[Try it]: Only the lines from the start of the entries up to and including the line with "recording them there." should be written out, exactly as they stand.
- Opening Delimiter -
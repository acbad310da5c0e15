//! The flattened `(scope, solos, replicators)` shape of a term and equivalence up to renaming of
//! bound names.
use std::{collections::BTreeMap, fmt::Display};

use crate::{
    Agent, Name, NameSet, Solo, Substitution,
    name::mint,
    utils::{Multiset, Permutations},
};

///A term as one scope over a multiset of solos in parallel with a multiset of replicated terms,
///whose bodies are themselves canonical.
///
///Every binder of a canonical agent, at any depth, is distinct from every other binder and from
///every free name, and every bound name is used.
#[derive(Debug, Clone, PartialEq, Eq, Default)]
pub struct CanonicalAgent {
    pub scope: NameSet,
    pub solos: Multiset<Solo>,
    pub replicators: Vec<CanonicalAgent>,
}

impl CanonicalAgent {
    #[must_use]
    pub fn new(agent: &Agent) -> Self {
        let mut working = agent.names();
        CanonicalAgent::build(agent, &mut working)
    }

    ///Canonicalises `agent`, drawing any names needed to resolve binder collisions from
    ///`working` (which must contain every name of `agent`) and recording them there.
    pub(crate) fn build(agent: &Agent, working: &mut NameSet) -> Self {
        let mut claimed = agent.free_names();
        let mut canonical = CanonicalAgent::default();
        canonical.absorb(agent, &mut claimed, working);
        canonical.prune();
        canonical
    }

    fn absorb(&mut self, agent: &Agent, claimed: &mut NameSet, working: &mut NameSet) {
        match agent {
            Agent::Solo(solo) => self.solos.insert(solo.clone()),
            Agent::Inaction => (),
            Agent::Composition(children) => {
                for child in children {
                    self.absorb(child, claimed, working);
                }
            }
            Agent::Scope { child, scope } => {
                let collisions: Vec<&Name> = scope.intersection(claimed).collect();
                if collisions.is_empty() {
                    claimed.extend(scope.iter().cloned());
                    self.scope.extend(scope.iter().cloned());
                    self.absorb(child, claimed, working);
                } else {
                    let alpha = Substitution::alpha(
                        collisions
                            .into_iter()
                            .map(|x| (x.clone(), mint(working, x.as_str())))
                            .collect::<Vec<_>>(),
                    );
                    self.absorb(&alpha.apply(agent), claimed, working);
                }
            }
            Agent::Replication(child) => {
                let mut body = CanonicalAgent::default();
                body.absorb(child, claimed, working);
                body.prune();

                if body.solos.is_empty() && body.replicators.is_empty() {
                    // !0 is 0
                } else if body.scope.is_empty() && body.solos.is_empty() {
                    // !!P is !P
                    if let [inner] = body.replicators.as_slice() {
                        self.replicators.push(inner.clone());
                    } else {
                        self.replicators.push(body);
                    }
                } else {
                    self.replicators.push(body);
                }
            }
        }
    }

    fn prune(&mut self) {
        let used = self.used_names();
        self.scope.retain(|x| used.contains(x));
    }

    fn used_names(&self) -> NameSet {
        let mut used: NameSet = self.solos.distinct().flat_map(Solo::iter_names).cloned().collect();
        for replicator in &self.replicators {
            used.extend(replicator.free_names());
        }
        used
    }

    #[must_use]
    pub fn free_names(&self) -> NameSet {
        let mut used = self.used_names();
        used.retain(|x| !self.scope.contains(x));
        used
    }

    ///Every name occurring anywhere in the canonical agent.
    #[must_use]
    pub fn names(&self) -> NameSet {
        let mut names = self.scope.clone();
        names.extend(self.solos.distinct().flat_map(Solo::iter_names).cloned());
        for replicator in &self.replicators {
            names.extend(replicator.names());
        }
        names
    }

    #[must_use]
    pub fn is_inaction(&self) -> bool {
        self.solos.is_empty() && self.replicators.is_empty()
    }

    ///Rebuilds the term with as little structure as possible: no scope without binders, no
    ///composition of a single child and `0` for nothing at all.
    #[must_use]
    pub fn into_agent(&self) -> Agent {
        let mut children: Vec<Agent> = self.solos.iter().cloned().map(Agent::Solo).collect();
        children.extend(
            self.replicators
                .iter()
                .map(|x| Agent::replication(x.into_agent())),
        );

        let body = match children.len() {
            0 => Agent::Inaction,
            1 => children.pop().unwrap_or(Agent::Inaction),
            _ => Agent::Composition(children),
        };
        if self.scope.is_empty() {
            body
        } else {
            Agent::Scope {
                child: Box::new(body),
                scope: self.scope.clone(),
            }
        }
    }

    fn matches(&self, other: &CanonicalAgent, env: &BTreeMap<Name, Name>) -> bool {
        if self.scope.len() != other.scope.len()
            || self.solos.len() != other.solos.len()
            || self.replicators.len() != other.replicators.len()
        {
            return false;
        }

        let theirs: Vec<&Name> = other.scope.iter().collect();
        for permutation in Permutations::new(theirs.len()) {
            let mut env = env.clone();
            env.extend(
                self.scope
                    .iter()
                    .zip(permutation)
                    .map(|(x, i)| (x.clone(), theirs[i].clone())),
            );
            let renamed = self
                .solos
                .map(|s| s.rename(|x| env.get(x).cloned().unwrap_or_else(|| x.clone())));
            if renamed == other.solos && self.replicators_match(other, &env) {
                return true;
            }
        }
        false
    }

    fn replicators_match(&self, other: &CanonicalAgent, env: &BTreeMap<Name, Name>) -> bool {
        let compatible: Vec<Vec<bool>> = self
            .replicators
            .iter()
            .map(|a| {
                other
                    .replicators
                    .iter()
                    .map(|b| a.matches(b, env))
                    .collect()
            })
            .collect();

        Permutations::new(other.replicators.len()).any(|permutation| {
            permutation
                .into_iter()
                .enumerate()
                .all(|(i, j)| compatible[i][j])
        })
    }
}

impl Display for CanonicalAgent {
    fn fmt(&self, f: &mut std::fmt::Formatter<'_>) -> std::fmt::Result {
        write!(f, "{}", self.into_agent())
    }
}

///Whether two terms are equal up to structural congruence and renaming of bound names.
///
///Both terms are canonicalised, then every bijection between the binders of each level and every
///pairing of replicators is tried. This is exponential in the number of binders and replicators
///per level and only meant for small terms.
#[must_use]
pub fn alpha_eq(a: &Agent, b: &Agent) -> bool {
    if a.free_names() != b.free_names() {
        return false;
    }
    let a = CanonicalAgent::new(a);
    let b = CanonicalAgent::new(b);
    a.matches(&b, &BTreeMap::new())
}
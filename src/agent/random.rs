use rand::Rng;

use super::{Agent, Parity, Solo};
use crate::Name;

const NAMES: [&str; 6] = ["u", "v", "p", "x", "y", "z"];
const MAX_DEPTH: u8 = 3;
const RECURSE_PROB: f64 = 0.6;

fn random_name(r: &mut impl Rng) -> Name {
    Name::from(NAMES[r.random_range(0..NAMES.len())])
}

impl Solo {
    fn random(r: &mut impl Rng) -> Self {
        let subject = random_name(r);
        let arity = r.random_range(0..=2);
        let objects: Vec<Name> = (0..arity).map(|_| random_name(r)).collect();
        let parity = if r.random_bool(0.5) {
            Parity::Input
        } else {
            Parity::Output
        };
        Solo::new(subject, objects, parity)
    }
}

impl Agent {
    fn random_inner(r: &mut impl Rng, depth: u8) -> Self {
        if depth < MAX_DEPTH && r.random_bool(RECURSE_PROB) {
            match r.random_range(0..4) {
                0 | 1 => {
                    let n = r.random_range(2..=3);
                    Agent::Composition((0..n).map(|_| Agent::random_inner(r, depth + 1)).collect())
                }
                2 => {
                    let n = r.random_range(1..=2);
                    let scope: Vec<&str> = (0..n)
                        .map(|_| NAMES[r.random_range(2..NAMES.len())])
                        .collect();
                    Agent::scope(scope, Agent::random_inner(r, depth + 1))
                }
                _ => Agent::replication(Agent::random_inner(r, depth + 1)),
            }
        } else if r.random_bool(0.1) {
            Agent::Inaction
        } else {
            Agent::Solo(Solo::random(r))
        }
    }

    ///Get a random, small term over a handful of names.
    pub fn random(r: &mut impl Rng) -> Self {
        Agent::random_inner(r, 0)
    }
}
//! Name-for-name rewriting of terms.
use ahash::HashMap;

use crate::{Agent, Name, NameSet, Solo};

///A map from names to names applied over a whole term.
///
///An *alpha* substitution renames binders along with their occurrences. A *sigma* substitution
///fuses names: the binders of its domain disappear and every occurrence becomes the
///representative.
///
///Only occurrences held by exactly one active binder are rewritten, so a substitution never
///reaches through an inner rebinding of the same name.
#[derive(Debug, Clone, PartialEq, Eq)]
pub struct Substitution {
    map: HashMap<Name, Name>,
    fuse: bool,
}

impl Substitution {
    pub fn alpha(map: impl IntoIterator<Item = (Name, Name)>) -> Self {
        Substitution {
            map: map.into_iter().collect(),
            fuse: false,
        }
    }

    ///# Panics
    ///Panics if a name is both a key and a value of the map: fusing into a name that is itself
    ///fused away is a defect of the caller.
    pub fn sigma(map: impl IntoIterator<Item = (Name, Name)>) -> Self {
        let map: HashMap<Name, Name> = map.into_iter().collect();
        assert!(
            map.values().all(|x| !map.contains_key(x)),
            "the range of a sigma substitution must not meet its domain"
        );
        Substitution { map, fuse: true }
    }

    #[must_use]
    pub fn is_fusion(&self) -> bool {
        self.fuse
    }

    #[must_use]
    pub fn get(&self, name: &Name) -> Option<&Name> {
        self.map.get(name)
    }

    #[must_use]
    pub fn domain(&self) -> NameSet {
        self.map.keys().cloned().collect()
    }

    #[must_use]
    pub fn range(&self) -> NameSet {
        self.map.values().cloned().collect()
    }

    #[must_use]
    pub fn is_empty(&self) -> bool {
        self.map.is_empty()
    }

    #[must_use]
    pub fn apply(&self, agent: &Agent) -> Agent {
        let mut in_scope = HashMap::default();
        self.apply_under(agent, &mut in_scope)
    }

    fn lookup(&self, name: &Name, in_scope: &HashMap<Name, usize>) -> Name {
        match (self.map.get(name), in_scope.get(name)) {
            (Some(image), Some(1)) => image.clone(),
            _ => name.clone(),
        }
    }

    fn apply_under(&self, agent: &Agent, in_scope: &mut HashMap<Name, usize>) -> Agent {
        match agent {
            Agent::Solo(solo) => Agent::Solo(self.apply_solo(solo, in_scope)),
            Agent::Inaction => Agent::Inaction,
            Agent::Composition(children) => Agent::Composition(
                children
                    .iter()
                    .map(|x| self.apply_under(x, in_scope))
                    .collect(),
            ),
            Agent::Scope { child, scope } => {
                for name in scope {
                    *in_scope.entry(name.clone()).or_insert(0) += 1;
                }

                let new_scope = scope
                    .iter()
                    .filter_map(|name| match (self.fuse, in_scope.get(name)) {
                        (true, Some(1)) if self.map.contains_key(name) => None,
                        (true, _) => Some(name.clone()),
                        (false, _) => Some(self.lookup(name, in_scope)),
                    })
                    .collect();
                let child = self.apply_under(child, in_scope);

                for name in scope {
                    if let Some(n) = in_scope.get_mut(name) {
                        *n -= 1;
                    }
                }
                Agent::Scope {
                    child: Box::new(child),
                    scope: new_scope,
                }
            }
            Agent::Replication(child) => {
                Agent::Replication(Box::new(self.apply_under(child, in_scope)))
            }
        }
    }

    fn apply_solo(&self, solo: &Solo, in_scope: &HashMap<Name, usize>) -> Solo {
        solo.rename(|x| self.lookup(x, in_scope))
    }
}
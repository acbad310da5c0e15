//! The surface syntax of terms.
//!
//! | term | syntax |
//! |---|---|
//! | input | `u x y` |
//! | output | `^u x y` |
//! | inaction | `0` |
//! | composition | `(P \| Q \| R)` |
//! | scope | `(x y)P` |
//! | replication | `!P` |
//!
//! Names are a lowercase letter followed by lowercase letters or digits. A parenthesised list of
//! names followed by a term is a scope, any other parenthesised term is a composition, and a
//! composition of a single term is that term.
use chumsky::prelude::*;
use std::{fmt::Display, str::FromStr};
use thiserror::Error;

use crate::{Agent, Name, NameSet, Parity, Solo};

///Unable to parse a term.
#[derive(Debug, Clone, Error, PartialEq, Eq)]
pub struct ParseError(String);

impl From<Vec<Rich<'_, char>>> for ParseError {
    fn from(value: Vec<Rich<'_, char>>) -> Self {
        ParseError(
            value
                .iter()
                .map(std::string::ToString::to_string)
                .collect::<Vec<_>>()
                .join("\n"),
        )
    }
}

impl Display for ParseError {
    fn fmt(&self, f: &mut std::fmt::Formatter<'_>) -> std::fmt::Result {
        writeln!(f, "{}", self.0)
    }
}

fn name<'a>() -> impl Parser<'a, &'a str, Name, extra::Err<Rich<'a, char>>> + Clone {
    any()
        .filter(char::is_ascii_lowercase)
        .then(
            any()
                .filter(|c: &char| c.is_ascii_lowercase() || c.is_ascii_digit())
                .repeated(),
        )
        .to_slice()
        .map(Name::from)
        .labelled("name")
}

fn agent_parser<'a>() -> impl Parser<'a, &'a str, Agent, extra::Err<Rich<'a, char>>> + Clone {
    recursive(|agent| {
        let inaction = just('0').to(Agent::Inaction);

        let solo = just('^')
            .or_not()
            .then(name())
            .then(name().padded().repeated().collect::<Vec<_>>())
            .map(|((output, subject), objects)| {
                let parity = if output.is_some() {
                    Parity::Output
                } else {
                    Parity::Input
                };
                Agent::Solo(Solo::new(subject, objects, parity))
            });

        let scope = name()
            .padded()
            .repeated()
            .at_least(1)
            .collect::<Vec<_>>()
            .delimited_by(just('('), just(')'))
            .then(agent.clone().padded())
            .map(|(scope, child): (Vec<Name>, Agent)| Agent::Scope {
                child: Box::new(child),
                scope: scope.into_iter().collect::<NameSet>(),
            });

        let composition = agent
            .clone()
            .padded()
            .separated_by(just('|'))
            .at_least(1)
            .collect::<Vec<_>>()
            .delimited_by(just('('), just(')'))
            .map(|children: Vec<Agent>| match <[Agent; 1]>::try_from(children) {
                Ok([child]) => child,
                Err(children) => Agent::Composition(children),
            });

        let replication = just('!').ignore_then(agent).map(Agent::replication);

        choice((inaction, replication, scope, composition, solo))
    })
}

impl Agent {
    ///Parses a term from its surface syntax.
    ///
    ///```
    ///# use solo_calculus::Agent;
    ///let agent = Agent::parse("(x)(u x | ^u y | !(p x y))")?;
    ///assert_eq!(agent.to_string(), "(x)(u x | ^u y | !(p x y))");
    ///# Ok::<(), anyhow::Error>(())
    ///```
    ///
    ///# Errors
    ///Returns a [`ParseError`] if the string is not a term.
    pub fn parse(s: &str) -> Result<Agent, ParseError> {
        agent_parser()
            .padded()
            .then_ignore(end())
            .parse(s)
            .into_result()
            .map_err(std::convert::Into::into)
    }
}

impl FromStr for Agent {
    type Err = ParseError;

    fn from_str(s: &str) -> Result<Self, Self::Err> {
        Agent::parse(s)
    }
}

#[cfg(test)]
mod tests {
    use super::*;

    #[test]
    fn parse_solos() -> anyhow::Result<()> {
        assert_eq!(Agent::parse("u x y")?, Agent::input("u", ["x", "y"]));
        assert_eq!(Agent::parse("^u x")?, Agent::output("u", ["x"]));
        assert_eq!(Agent::parse("  p  ")?, Agent::input("p", Vec::<Name>::new()));
        assert_eq!(Agent::parse("u0 x12")?, Agent::input("u0", ["x12"]));
        Ok(())
    }

    #[test]
    fn parse_structure() -> anyhow::Result<()> {
        assert_eq!(Agent::parse("0")?, Agent::Inaction);
        assert_eq!(
            Agent::parse("(u x|^u y)")?,
            Agent::composition([Agent::input("u", ["x"]), Agent::output("u", ["y"])])
        );
        assert_eq!(Agent::parse("(p x)")?, Agent::input("p", ["x"]));
        assert_eq!(
            Agent::parse("(x y)(p x y)")?,
            Agent::scope(["x", "y"], Agent::input("p", ["x", "y"]))
        );
        assert_eq!(
            Agent::parse("(x) 0")?,
            Agent::scope(["x"], Agent::Inaction)
        );
        assert_eq!(
            Agent::parse("!(p x)")?,
            Agent::replication(Agent::input("p", ["x"]))
        );
        assert_eq!(
            Agent::parse("!!(x)(p x | q)")?,
            Agent::replication(Agent::replication(Agent::scope(
                ["x"],
                Agent::composition([Agent::input("p", ["x"]), Agent::input("q", Vec::<Name>::new())])
            )))
        );
        Ok(())
    }

    #[test]
    fn scope_or_composition() -> anyhow::Result<()> {
        // a list of names with nothing after it is a solo
        assert_eq!(Agent::parse("(p x y)")?, Agent::input("p", ["x", "y"]));
        assert_eq!(
            Agent::parse("((x)(p x) | q)")?,
            Agent::composition([
                Agent::scope(["x"], Agent::input("p", ["x"])),
                Agent::input("q", Vec::<Name>::new())
            ])
        );
        Ok(())
    }

    #[test]
    fn malformed_terms() {
        for s in ["", "(", "u x |", "(u x | )", "^", "X y", "u x)", "!", "(x y)(", "1"] {
            assert!(Agent::parse(s).is_err(), "{s} should not parse");
        }
    }
}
- Closing Delimiter -
[Problem solution]:
repository acbad310da5c0e15
//! The flattened `(scope, solos, replicators)` shape of a term and equivalence up to renaming of
//! bound names.
use std::{collections::BTreeMap, fmt::Display};

use crate::{
    Agent, Name, NameSet, Solo, Substitution,
    name::mint,
    utils::{Multiset, Permutations},
};

///A term as one scope over a multiset of solos in parallel with a multiset of replicated terms,
///whose bodies are themselves canonical.
///
///Every binder of a canonical agent, at any depth, is distinct from every other binder and from
///every free name, and every bound name is used.
#[derive(Debug, Clone, PartialEq, Eq, Default)]
pub struct CanonicalAgent {
    pub scope: NameSet,
    pub solos: Multiset<Solo>,
    pub replicators: Vec<CanonicalAgent>,
}

impl CanonicalAgent {
    #[must_use]
    pub fn new(agent: &Agent) -> Self {
        let mut working = agent.names();
        CanonicalAgent::build(agent, &mut working)
    }

    ///Canonicalises `agent`, drawing any names needed to resolve binder collisions from
    ///`working` (which must contain every name of `agent`) and recording them there.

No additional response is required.